Nor did the lady show any sign of objecting to his crass lack of formality.
‘Are you French?’ he asked, searching for something to say. Unnecessary, you fool, he admonished. Of course she was, with her attractive accent.
‘Yes, I am. But I have lived here in England for more than five years now.’
Her eyes were direct, forthright. She had recovered from her ordeal and delicate colour returned to her cheeks and lips. Those lips now curved beautifully, revealing the little hollow in her cheek. Alexander swallowed against the sudden power of heat in his blood, a treacherous warmth in his groin.
‘Who are you?’ she asked.
‘My name is Alexander. People who know me call me Zan. You can do so if you wish.’
‘Zan.’ Could she believe this? Here she was, sitting without her shoes or her stockings in an inn parlour, alone with a man she had known but an hour, and she had agreed to call him by his given name? Ridiculous! Indiscreet! She had actually allowed him to remove her stockings! Marie-Claude felt her cheeks flush—but was compelled to use his name again.
‘Zan—Mr Ellerdine, I think the girl called you.’
‘Yes.’
With no timidity and considerable pleasure, she allowed her eyes to travel over his face and figure. Far taller than she, he had a rangy, graceful stance that masked a degree of strength. She recalled how he had lifted her with ease, carried her. How he had controlled the mare when the animal had fought for her head in the waves. Encircled by his arms she had, even in her fear, been aware of the sleek muscles beneath the sleeve of his coat, the powerful thighs that had held her firm and safe.
Whilst his face…An arresting face. Strong features, all flat planes and stark edges, lean cheeks. As for age—some years over thirty, she considered. A handsome man even if he was intimidating. Patience would not come easily to a man with that proud nose, that firm jaw. His mouth was uncompromisingly stern. His eyes fierce under well-marked brows. And his hair—dark, longer than she was used to seeing in the fashionable haunts of Bond Street, falling into disordered waves. Her fingers itched to touch it. He was nothing like the smooth, fashionable, London gentlemen with nothing in his thoughts but the cut of his coat and the polished shine of his boots. There was an energy about him—a spiritedness—that lit the room. And also a distinct law-lessness in him…His speculative appraisal of her face and figure, a caress in itself, made her shiver.

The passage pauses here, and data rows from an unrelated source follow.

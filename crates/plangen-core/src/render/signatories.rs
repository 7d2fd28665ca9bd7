//! Signature block layout.
//!
//! The block has a top row of three slots and an optional centered second
//! row. Which reviewers land where depends only on who is present:
//!
//! | checker | noter | approver | slot 2     | slot 3      | second row  |
//! |---------|-------|----------|------------|-------------|-------------|
//! | -       | -     | -        | empty      | empty       | -           |
//! | yes     | -     | -        | Checked by | empty       | -           |
//! | -       | yes   | -        | empty      | Noted by    | -           |
//! | -       | -     | yes      | empty      | Approved by | -           |
//! | -       | yes   | yes      | empty      | Noted by    | Approved by |
//! | yes     | yes   | yes      | Checked by | Noted by    | Approved by |
//!
//! Slot 1 is always the submitting teacher.

use crate::document::LessonMeta;
use crate::form::{Signatory, SignatoryRole};

use super::escape_html;

/// Position printed under the teacher when none was entered.
pub const DEFAULT_TEACHER_POSITION: &str = "Teacher";

/// Caption for the submitting teacher.
pub const SUBMITTED_CAPTION: &str = "Submitted by:";

/// One filled signature slot.
#[derive(Debug, Clone, PartialEq, Eq)]
pub struct SignatureBlock {
    pub caption: &'static str,
    pub name: String,
    pub position: String,
}

impl SignatureBlock {
    fn for_role(role: SignatoryRole, signatory: Signatory) -> Self {
        Self {
            caption: role.caption(),
            name: signatory.name,
            position: signatory.position,
        }
    }
}

/// Resolved placement of every signatory.
#[derive(Debug, Clone, PartialEq, Eq)]
pub struct SignatoryLayout {
    /// Top row; `None` renders as an empty cell.
    pub top: [Option<SignatureBlock>; 3],
    /// Centered second row.
    pub centered: Option<SignatureBlock>,
}

/// Apply the placement rules to a document's metadata.
pub fn layout(meta: &LessonMeta) -> SignatoryLayout {
    let checker = Some(meta.checker()).filter(Signatory::is_present);
    let noter = Some(meta.noter()).filter(Signatory::is_present);
    let approver = Some(meta.approver()).filter(Signatory::is_present);

    let position = if meta.teacher_position.trim().is_empty() {
        DEFAULT_TEACHER_POSITION.to_string()
    } else {
        meta.teacher_position.clone()
    };
    let submitted = SignatureBlock {
        caption: SUBMITTED_CAPTION,
        name: meta.teacher.clone(),
        position,
    };

    let checked = checker.map(|s| SignatureBlock::for_role(SignatoryRole::Checker, s));

    let (third, centered) = match (noter, approver) {
        (Some(n), Some(a)) => (
            Some(SignatureBlock::for_role(SignatoryRole::Noter, n)),
            Some(SignatureBlock::for_role(SignatoryRole::Approver, a)),
        ),
        (Some(n), None) => (Some(SignatureBlock::for_role(SignatoryRole::Noter, n)), None),
        (None, Some(a)) => (
            Some(SignatureBlock::for_role(SignatoryRole::Approver, a)),
            None,
        ),
        (None, None) => (None, None),
    };

    SignatoryLayout {
        top: [Some(submitted), checked, third],
        centered,
    }
}

fn push_block(out: &mut String, block: &SignatureBlock) {
    out.push_str(&format!(
        "<div class=\"sig-caption\">{}</div>",
        escape_html(block.caption)
    ));
    out.push_str(&format!(
        "<div class=\"sig-name\">{}</div>",
        escape_html(&block.name)
    ));
    out.push_str(&format!(
        "<div class=\"sig-position\">{}</div>",
        escape_html(&block.position)
    ));
}

/// Append the signature block markup. Tables rather than flex boxes so the
/// legacy word-processor export keeps the three-column layout.
pub fn render_signatories(out: &mut String, layout: &SignatoryLayout) {
    out.push_str("<table class=\"signatories\"><tr>");
    for slot in &layout.top {
        out.push_str("<td class=\"signatory\">");
        if let Some(block) = slot {
            push_block(out, block);
        }
        out.push_str("</td>");
    }
    out.push_str("</tr>");

    if let Some(block) = &layout.centered {
        out.push_str("<tr><td class=\"signatory-centered\" colspan=\"3\">");
        push_block(out, block);
        out.push_str("</td></tr>");
    }
    out.push_str("</table>");
}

Marie-Claude forced another breath into her lungs. ‘Do you live here? In Old Wincomlee?’
‘Nearby.’
‘Then it is my good fortune that you had by chance ridden down to the bay. If you had not—’
‘No…’ Zan broke in. ‘I think it is my good fortune.’
Zan stretched out his hand, palm up, not at all surprised when Marie-Claude instantly placed hers there. He lifted her slender fingers to his lips. Was this it? Was this the premonition, driving him with an urgency that he had not been able to cast aside, to be at the harbour at the exact time that she was in danger? He had been meant to save her. It had been meant that their paths should cross. Even when he had brought her to shore, the strange link had held fast, even when she was perfectly safe, so that he felt the need to carry her into the inn rather than leave her to her own devices. Was this desire to put her beyond all danger, to cherish her—was this driving force how it felt to fall in love?